───── STUDY MATERIAL ─────

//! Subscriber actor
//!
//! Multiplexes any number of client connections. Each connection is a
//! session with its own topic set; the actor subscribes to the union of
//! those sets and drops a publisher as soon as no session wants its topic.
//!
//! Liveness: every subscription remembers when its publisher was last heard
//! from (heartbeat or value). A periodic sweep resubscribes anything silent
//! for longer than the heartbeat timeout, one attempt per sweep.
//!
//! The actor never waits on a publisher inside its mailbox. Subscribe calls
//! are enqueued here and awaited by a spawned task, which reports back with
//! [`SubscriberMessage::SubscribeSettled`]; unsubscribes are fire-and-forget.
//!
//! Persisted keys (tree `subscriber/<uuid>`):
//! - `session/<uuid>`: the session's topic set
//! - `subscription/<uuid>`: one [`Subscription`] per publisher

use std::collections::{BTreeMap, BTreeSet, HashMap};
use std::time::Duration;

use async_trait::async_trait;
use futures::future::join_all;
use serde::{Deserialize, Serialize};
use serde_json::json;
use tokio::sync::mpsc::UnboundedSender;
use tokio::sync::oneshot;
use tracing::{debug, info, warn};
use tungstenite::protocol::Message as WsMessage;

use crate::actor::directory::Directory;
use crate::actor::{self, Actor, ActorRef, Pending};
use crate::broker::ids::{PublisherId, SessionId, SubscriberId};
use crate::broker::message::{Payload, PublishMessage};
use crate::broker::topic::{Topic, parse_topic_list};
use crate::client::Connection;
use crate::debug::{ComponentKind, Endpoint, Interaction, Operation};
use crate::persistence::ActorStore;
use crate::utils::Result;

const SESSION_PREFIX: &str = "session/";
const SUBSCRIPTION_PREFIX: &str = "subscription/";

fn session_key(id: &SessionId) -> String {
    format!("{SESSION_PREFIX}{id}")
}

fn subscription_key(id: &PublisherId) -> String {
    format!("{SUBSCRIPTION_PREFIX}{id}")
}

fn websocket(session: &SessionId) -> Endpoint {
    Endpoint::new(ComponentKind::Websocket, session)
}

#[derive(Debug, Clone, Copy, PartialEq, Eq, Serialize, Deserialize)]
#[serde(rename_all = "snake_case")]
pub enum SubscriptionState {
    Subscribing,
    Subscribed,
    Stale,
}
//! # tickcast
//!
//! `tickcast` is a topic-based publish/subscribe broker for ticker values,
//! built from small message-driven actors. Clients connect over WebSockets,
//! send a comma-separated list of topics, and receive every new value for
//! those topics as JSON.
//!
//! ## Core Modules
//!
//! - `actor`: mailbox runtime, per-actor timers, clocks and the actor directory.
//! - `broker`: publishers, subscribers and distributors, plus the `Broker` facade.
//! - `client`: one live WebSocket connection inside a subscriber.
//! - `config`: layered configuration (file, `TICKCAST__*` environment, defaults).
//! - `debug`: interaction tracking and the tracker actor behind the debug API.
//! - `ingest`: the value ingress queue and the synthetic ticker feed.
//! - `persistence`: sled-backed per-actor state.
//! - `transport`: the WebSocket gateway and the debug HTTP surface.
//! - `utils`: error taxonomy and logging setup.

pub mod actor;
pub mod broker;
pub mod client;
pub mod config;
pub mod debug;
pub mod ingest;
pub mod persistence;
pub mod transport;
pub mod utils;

─────

**WHAT YOU WILL DO:**
Repeat only the lines starting at the one that contains "sled-backed per-actor state." and ending at the last line above, exactly as written.

**RESPONSE TO THE EXERCISE:**
//! - `persistence`: sled-backed per-actor state.
//! - `transport`: the WebSocket gateway and the debug HTTP surface.
//! - `utils`: error taxonomy and logging setup.

pub mod actor;
pub mod broker;
pub mod client;
pub mod config;
pub mod debug;
pub mod ingest;
pub mod persistence;
pub mod transport;
pub mod utils;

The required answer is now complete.